Wayland Township is a civil township of Allegan County in the U.S. state of Michigan. The population was 3,573 at the 2020 census.

==Communities==
Bradley is an unincorporated community situated just east of exit 61 off U.S. Highway 131 at . The Bradley ZIP code 49311 provides P.O. only service. It was founded in 1854 due to the building of a plank road in the area.

Coyville was a rural post office in the township from 1857 until 1859.

Shelbyville is a small unincorporated community in the south of the township on the boundary with Martin Township at . The Shelbyville ZIP code 49344 serves the southern portion of Wayland Township as well as parts of northern Martin Township, a small area of eastern Hopkins Township and part of northeast Orangeville Township in Barry County.

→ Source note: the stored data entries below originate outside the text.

//! Listing formatters
//!
//! A formatter turns the payload the price service returns for one item
//! into the fields stored in that item's cache record. The client only
//! needs to attach a `fetch_time` afterwards; the rest of the shape is up
//! to the formatter.

use serde::Deserialize;
use serde_json::{Map, Value};

use crate::error::{PriceError, Result};

/// Fields a formatter produces for one record
pub type RecordFields = Map<String, Value>;

/// Converts one item payload into record fields
pub trait Formatter: Send + Sync {
    fn format(&self, payload: &Value) -> Result<RecordFields>;
}

impl<F> Formatter for F
where
    F: Fn(&Value) -> Result<RecordFields> + Send + Sync,
{
    fn format(&self, payload: &Value) -> Result<RecordFields> {
        self(payload)
    }
}

/// Records the cheapest active listing
///
/// Writes `price` (per unit), `quantity`, `hq` and `listing_count`. With
/// `hq_only` set, only high-quality listings are considered and `price` is
/// left out when none exist.
#[derive(Debug, Clone, Copy, Default)]
pub struct LowestListing {
    pub hq_only: bool,
}

impl LowestListing {
    pub fn new() -> Self {
        Self::default()
    }

    pub fn hq_only() -> Self {
        Self { hq_only: true }
    }
}

#[derive(Debug, Deserialize)]
#[serde(rename_all = "camelCase")]
struct Listing {
    price_per_unit: f64,
    #[serde(default)]
    quantity: u64,
    #[serde(default)]
    hq: bool,
}

#[derive(Debug, Deserialize)]
struct ListingsPayload {
    listings: Vec<Listing>,
}

impl Formatter for LowestListing {
    fn format(&self, payload: &Value) -> Result<RecordFields> {
        let parsed = ListingsPayload::deserialize(payload)
            .map_err(|e| PriceError::Format(e.to_string()))?;

        let candidates: Vec<&Listing> = parsed
            .listings
            .iter()
            .filter(|listing| !self.hq_only || listing.hq)
            .collect();

        let mut fields = RecordFields::new();
        fields.insert("listing_count".to_string(), Value::from(candidates.len()));

        let cheapest = candidates
            .into_iter()
            .min_by(|a, b| a.price_per_unit.total_cmp(&b.price_per_unit));

        if let Some(listing) = cheapest {
            fields.insert("price".to_string(), Value::from(listing.price_per_unit));
            fields.insert("quantity".to_string(), Value::from(listing.quantity));
            fields.insert("hq".to_string(), Value::from(listing.hq));
        }

        Ok(fields)
    }
}

#[cfg(test)]
mod tests {
    use super::*;
    use serde_json::json;

    fn payload() -> Value {
        json!({
            "itemID": 5057,
            "listings": [
                { "pricePerUnit": 120, "quantity": 5, "hq": false },
                { "pricePerUnit": 95, "quantity": 2, "hq": false },
                { "pricePerUnit": 300, "quantity": 1, "hq": true }
            ]
        })
    }

    #[test]
    fn test_lowest_listing_picks_cheapest_unit_price() {
        let fields = LowestListing::new().format(&payload()).unwrap();

        assert_eq!(fields["price"].as_f64(), Some(95.0));
        assert_eq!(fields["quantity"].as_u64(), Some(2));
        assert_eq!(fields["hq"], json!(false));
        assert_eq!(fields["listing_count"].as_u64(), Some(3));
    }

    #[test]
    fn test_hq_only_ignores_normal_quality_listings() {
        let fields = LowestListing::hq_only().format(&payload()).unwrap();

        assert_eq!(fields["price"].as_f64(), Some(300.0));
        assert_eq!(fields["hq"], json!(true));
        assert_eq!(fields["listing_count"].as_u64(), Some(1));
    }

    #[test]
    fn test_hq_only_without_hq_listings_has_no_price() {
        let payload = json!({ "listings": [{ "pricePerUnit": 10, "hq": false }] });

        let fields = LowestListing::hq_only().format(&payload).unwrap();

        assert!(fields.get("price").is_none());
        assert_eq!(fields["listing_count"].as_u64(), Some(0));
    }

    #[test]
    fn test_malformed_listing_is_a_format_error() {
        let payload = json!({ "listings": [{ "quantity": 1 }] });

        let result = LowestListing::new().format(&payload);

        assert!(matches!(result, Err(PriceError::Format(_))));
    }

    #[test]
    fn test_closure_formatter() {
        let formatter = |payload: &Value| -> Result<RecordFields> {
            let mut fields = RecordFields::new();
            fields.insert("seen".to_string(), payload["itemID"].clone());
            Ok(fields)
        };

        let fields = formatter.format(&payload()).unwrap();

        assert_eq!(fields["seen"], json!(5057));
    }
}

The city of Wayland is at the northwest corner of the township, and is administratively autonomous. The Wayland ZIP code 49348 also serves the northern portion of Wayland Township.

==Geography==
According to the United States Census Bureau, the township has a total area of 86.6 km2, of which 84.5 km2 is land and 2.1 km2, or 2.43%, is water. The Rabbit River loops through the north of the township from the northeast to northwest corners. The southern portion is dotted with numerous small lakes. The extreme southeast corner touches on Gun Lake.

==Demographics==
As of the census of 2000, there were 3,013 people, 1,053 households, and 824 families residing in the township. The population density was 92.0 PD/sqmi. There were 1,169 housing units at an average density of 35.7 /sqmi. The racial makeup of the township was 96.45% White, 0.40% African American, 1.46% Native American, 0.30% Asian, 0.80% from other races, and 0.60% from two or more races. Hispanic or Latino of any race were 2.19% of the population.

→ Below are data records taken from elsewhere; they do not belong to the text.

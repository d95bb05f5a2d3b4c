//! Rate-limited, caching price client
//!
//! `PriceClient` answers price lookups from the cache when it can and from
//! the price service when it must. Single-item fetches go through the rate
//! limiter; batch fetches issue one request for all ids and are not counted
//! by the limiter. Every stored record counts towards a periodic flush of
//! the cache file.

mod transport;

pub use transport::{HttpTransport, RawResponse, Transport};

use std::collections::BTreeMap;
use std::io;
use std::path::PathBuf;
use std::time::Duration;

use serde_json::Value;
use tokio::sync::Mutex;

use crate::cache::{now_local, ttl_from_days, Lookup, PersistentStore, PriceCache, PriceRecord};
use crate::error::{PriceError, Result};
use crate::format::{Formatter, LowestListing};
use crate::item::ItemId;
use crate::throttle::{RateLimiter, DEFAULT_BACKOFF, DEFAULT_WINDOW};

/// Base URL of the public Universalis API
pub const DEFAULT_BASE_URL: &str = "https://universalis.app/api";

/// Configuration for a `PriceClient`
#[derive(Debug, Clone)]
pub struct ClientConfig {
    /// Server (world or data center) used by `price`
    pub server: String,
    /// Service root; requests go to `{base_url}/{server}/{items}`
    pub base_url: String,
    /// Age in days after which a cached record is stale
    pub ttl_days: f64,
    /// Whether stale records are refetched (`true`) or served as-is
    pub update: bool,
    /// Stored records between automatic saves
    pub flush_threshold: usize,
    /// Single-item requests allowed per rate window
    pub requests_per_window: u32,
    /// Length of a rate window
    pub rate_window: Duration,
    /// Wait between attempts once a rate window is exhausted
    pub backoff: Duration,
    /// Deadline for each HTTP request
    pub request_timeout: Duration,
    /// Location of the cache file
    pub cache_path: PathBuf,
    /// Record field holding the price returned by lookups
    pub price_field: String,
}

impl Default for ClientConfig {
    fn default() -> Self {
        Self {
            server: "Chaos".to_string(),
            base_url: DEFAULT_BASE_URL.to_string(),
            ttl_days: 0.5,
            update: true,
            flush_threshold: 20,
            requests_per_window: 1,
            rate_window: DEFAULT_WINDOW,
            backoff: DEFAULT_BACKOFF,
            request_timeout: Duration::from_secs(30),
            cache_path: PathBuf::from("values.json"),
            price_field: "price".to_string(),
        }
    }
}

impl ClientConfig {
    pub fn with_server(mut self, server: impl Into<String>) -> Self {
        self.server = server.into();
        self
    }

    pub fn with_base_url(mut self, base_url: impl Into<String>) -> Self {
        self.base_url = base_url.into();
        self
    }

    pub fn with_ttl_days(mut self, ttl_days: f64) -> Self {
        self.ttl_days = ttl_days;
        self
    }

    pub fn with_update(mut self, update: bool) -> Self {
        self.update = update;
        self
    }

    pub fn with_flush_threshold(mut self, flush_threshold: usize) -> Self {
        self.flush_threshold = flush_threshold;
        self
    }

    /// Allow `requests` single-item fetches per `window`
    pub fn with_rate(mut self, requests: u32, window: Duration) -> Self {
        self.requests_per_window = requests;
        self.rate_window = window;
        self
    }

    pub fn with_request_timeout(mut self, request_timeout: Duration) -> Self {
        self.request_timeout = request_timeout;
        self
    }

    pub fn with_cache_path(mut self, cache_path: impl Into<PathBuf>) -> Self {
        self.cache_path = cache_path.into();
        self
    }

    pub fn with_price_field(mut self, price_field: impl Into<String>) -> Self {
        self.price_field = price_field.into();
        self
    }
}

/// Client for fetching and caching item prices
///
/// One client is meant to be shared (e.g. behind an `Arc`) by every
/// concurrent lookup in the process. Lookups of the same stale item may
/// both fetch; the last write wins.
pub struct PriceClient {
    config: ClientConfig,
    formatter: Box<dyn Formatter>,
    transport: Box<dyn Transport>,
    limiter: RateLimiter,
    cache: Mutex<PriceCache>,
    /// Serializes cache file writes so snapshots land in order
    save_lock: Mutex<()>,
}

impl PriceClient {
    /// Create a client over the given formatter and transport
    ///
    /// Loads the cache file named in `config`; a corrupt file or an
    /// unusable `ttl_days` is an error.
    pub fn new(
        config: ClientConfig,
        formatter: impl Formatter + 'static,
        transport: impl Transport + 'static,
    ) -> Result<Self> {
        let ttl = ttl_from_days(config.ttl_days).ok_or_else(|| {
            PriceError::InvalidConfig(format!(
                "ttl_days must be a finite, non-negative number of days, got {}",
                config.ttl_days
            ))
        })?;
        let persistence = PersistentStore::new(config.cache_path.clone());
        let cache = PriceCache::open(persistence, ttl)?;
        let limiter =
            RateLimiter::with_window(config.requests_per_window, config.rate_window, config.backoff);

        Ok(Self {
            config,
            formatter: Box::new(formatter),
            transport: Box::new(transport),
            limiter,
            cache: Mutex::new(cache),
            save_lock: Mutex::new(()),
        })
    }

    /// Create a client talking HTTP and recording the lowest listing
    pub fn connect(config: ClientConfig) -> Result<Self> {
        Self::new(config, LowestListing::new(), HttpTransport::new())
    }

    pub fn config(&self) -> &ClientConfig {
        &self.config
    }

    /// Price of `item` on the configured server
    pub async fn price(&self, item: impl Into<ItemId>) -> Result<Option<f64>> {
        let server = self.config.server.clone();
        self.get_price(item, &server).await
    }

    /// Price of `item` on `server`
    ///
    /// # Returns
    /// * `Ok(Some(price))` from the cache or a fresh fetch
    /// * `Ok(None)` if the item has no active listings (or no value in the price field)
    /// * `Err(PriceError::NotFound)` if the service doesn't know the item
    pub async fn get_price(&self, item: impl Into<ItemId>, server: &str) -> Result<Option<f64>> {
        let item = item.into();
        let lookup = self.cache.lock().await.lookup(server, &item, now_local());
        if let Some(record) = self.serve_cached(lookup, server, &item) {
            return Ok(record.price(&self.config.price_field));
        }

        let Some(payload) = self.fetch_single(server, &item).await? else {
            return Ok(None);
        };

        let record = PriceRecord::new(self.formatter.format(&payload)?, now_local());
        let price = record.price(&self.config.price_field);
        self.store(server, item, record).await?;
        Ok(price)
    }

    /// Prices for several items on `server`, fetching every uncached or
    /// refetchable item in one batch request
    ///
    /// Items absent from the response or without listings map to `None`.
    pub async fn get_prices<I, T>(
        &self,
        items: I,
        server: &str,
    ) -> Result<BTreeMap<ItemId, Option<f64>>>
    where
        I: IntoIterator<Item = T>,
        T: Into<ItemId>,
    {
        let mut prices = BTreeMap::new();
        let mut to_fetch: Vec<ItemId> = Vec::new();

        {
            let cache = self.cache.lock().await;
            let now = now_local();
            for item in items {
                let item = item.into();
                if prices.contains_key(&item) || to_fetch.contains(&item) {
                    continue;
                }
                match self.serve_cached(cache.lookup(server, &item, now), server, &item) {
                    Some(record) => {
                        prices.insert(item, record.price(&self.config.price_field));
                    }
                    None => to_fetch.push(item),
                }
            }
        }

        if to_fetch.is_empty() {
            return Ok(prices);
        }

        let mut payloads = self.fetch_multiple(server, &to_fetch).await?;
        for item in to_fetch {
            let price = match payloads.remove(&item) {
                Some(payload) if has_listings(&payload)? => {
                    let record = PriceRecord::new(self.formatter.format(&payload)?, now_local());
                    let price = record.price(&self.config.price_field);
                    self.store(server, item.clone(), record).await?;
                    price
                }
                _ => None,
            };
            prices.insert(item, price);
        }

        Ok(prices)
    }

    /// Cached record for `item` on `server`, regardless of age
    pub async fn cached(&self, item: impl Into<ItemId>, server: &str) -> Option<PriceRecord> {
        self.cache.lock().await.get(server, &item.into()).cloned()
    }

    /// Fetches one item's payload, waiting on the rate limiter first
    ///
    /// Returns `Ok(None)` when the item has no active listings.
    pub async fn fetch_single(&self, server: &str, item: &ItemId) -> Result<Option<Value>> {
        self.limiter.acquire().await;

        tracing::info!("Fetching {} from {}", item, server);
        let response = self.request(&self.item_url(server, item.as_str())).await?;
        let payload = decode(response, server, item.as_str())?;

        if !has_listings(&payload)? {
            tracing::info!("No active listings for {} on {}", item, server);
            return Ok(None);
        }
        Ok(Some(payload))
    }

    /// Fetches several items in one request, keyed by item id
    ///
    /// Not counted by the rate limiter.
    pub async fn fetch_multiple(
        &self,
        server: &str,
        items: &[ItemId],
    ) -> Result<BTreeMap<ItemId, Value>> {
        if items.is_empty() {
            return Ok(BTreeMap::new());
        }

        let joined = items
            .iter()
            .map(ItemId::as_str)
            .collect::<Vec<_>>()
            .join(",");

        tracing::info!("Fetching {} items from {}", items.len(), server);
        let response = self.request(&self.item_url(server, &joined)).await?;
        let mut payload = decode(response, server, &joined)?;

        match payload.get_mut("items").map(Value::take) {
            Some(Value::Object(entries)) => Ok(entries
                .into_iter()
                .map(|(id, entry)| (ItemId::new(&id), entry))
                .collect()),
            _ => Err(PriceError::MissingField("items".to_string())),
        }
    }

    /// Saves the cache file now
    ///
    /// The file is written from a snapshot on the blocking pool, so lookups
    /// keep using the cache while the write is in progress.
    pub async fn flush(&self) -> Result<()> {
        let _saving = self.save_lock.lock().await;
        let (persistence, snapshot, saved) = {
            let cache = self.cache.lock().await;
            let (snapshot, saved) = cache.snapshot();
            (cache.persistence().clone(), snapshot, saved)
        };

        tokio::task::spawn_blocking(move || persistence.save(&snapshot))
            .await
            .map_err(|e| io::Error::new(io::ErrorKind::Other, e))??;

        self.cache.lock().await.mark_saved(saved);
        Ok(())
    }

    /// Flushes the cache and shuts the client down
    pub async fn close(self) -> Result<()> {
        self.flush().await
    }

    /// Returns the cached record if it should be served instead of fetched
    fn serve_cached(&self, lookup: Lookup, server: &str, item: &ItemId) -> Option<PriceRecord> {
        match lookup {
            Lookup::Missing => None,
            Lookup::Fresh(record) => {
                tracing::debug!("Cache hit for {} on {}", item, server);
                Some(record)
            }
            Lookup::Stale(_) if self.config.update => None,
            Lookup::Stale(record) => {
                tracing::warn!("Serving stale price for {} on {}", item, server);
                Some(record)
            }
        }
    }

    async fn store(&self, server: &str, item: ItemId, record: PriceRecord) -> Result<()> {
        let due = {
            let mut cache = self.cache.lock().await;
            cache.put(server, item, record);
            cache.pending() >= self.config.flush_threshold
        };
        if due {
            self.flush().await?;
        }
        Ok(())
    }

    async fn request(&self, url: &str) -> Result<RawResponse> {
        let deadline = self.config.request_timeout;
        match tokio::time::timeout(deadline, self.transport.get(url)).await {
            Ok(result) => result,
            Err(_) => Err(PriceError::Timeout(deadline)),
        }
    }

    fn item_url(&self, server: &str, items: &str) -> String {
        format!("{}/{}/{}", self.config.base_url.trim_end_matches('/'), server, items)
    }
}

/// Checks the status and parses the body as JSON
fn decode(response: RawResponse, server: &str, item: &str) -> Result<Value> {
    if response.status == 404 {
        return Err(PriceError::NotFound {
            server: server.to_string(),
            item: item.to_string(),
        });
    }
    if !response.is_success() {
        return Err(PriceError::UnexpectedStatus {
            status: response.status,
            body: response.body,
        });
    }

    match serde_json::from_str(&response.body) {
        Ok(payload) => Ok(payload),
        Err(source) => {
            tracing::warn!("Undecodable response for {}: {}", item, response.body);
            Err(PriceError::DecodeFailure {
                body: response.body,
                source,
            })
        }
    }
}

fn has_listings(payload: &Value) -> Result<bool> {
    payload
        .get("listings")
        .and_then(Value::as_array)
        .map(|listings| !listings.is_empty())
        .ok_or_else(|| PriceError::MissingField("listings".to_string()))
}
//! Price cache
//!
//! This module keeps fetched prices in memory, keyed by server and item,
//! and mirrors them to a single JSON file on disk. Records carry the local
//! time they were fetched at; records older than the TTL are stale, and the
//! client decides whether stale records are refetched or served as-is.

mod prices;
mod store;

pub use prices::{
    now_local, ttl_from_days, Lookup, PriceCache, PriceRecord, PriceStore, FETCH_TIME_FORMAT,
};
pub use store::PersistentStore;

There were 1,053 households, out of which 41.6% had children under the age of 18 living with them, 66.3% were married couples living together, 6.8% had a female householder with no husband present, and 21.7% were non-families. 16.5% of all households were made up of individuals, and 5.5% had someone living alone who was 65 years of age or older. The average household size was 2.83 and the average family size was 3.15.

In the township the population was spread out, with 29.8% under the age of 18, 7.2% from 18 to 24, 32.3% from 25 to 44, 22.1% from 45 to 64, and 8.6% who were 65 years of age or older. The median age was 35 years. For every 100 females, there were 109.7 males. For every 100 females age 18 and over, there were 104.8 males.

The median income for a household in the township was $46,853, and the median income for a family was $49,675. Males had a median income of $38,381 versus $26,400 for females. The per capita income for the township was $18,870. About 0.5% of families and 2.8% of the population were below the poverty line, including 0.5% of those under age 18 and 3.0% of those age 65 or over.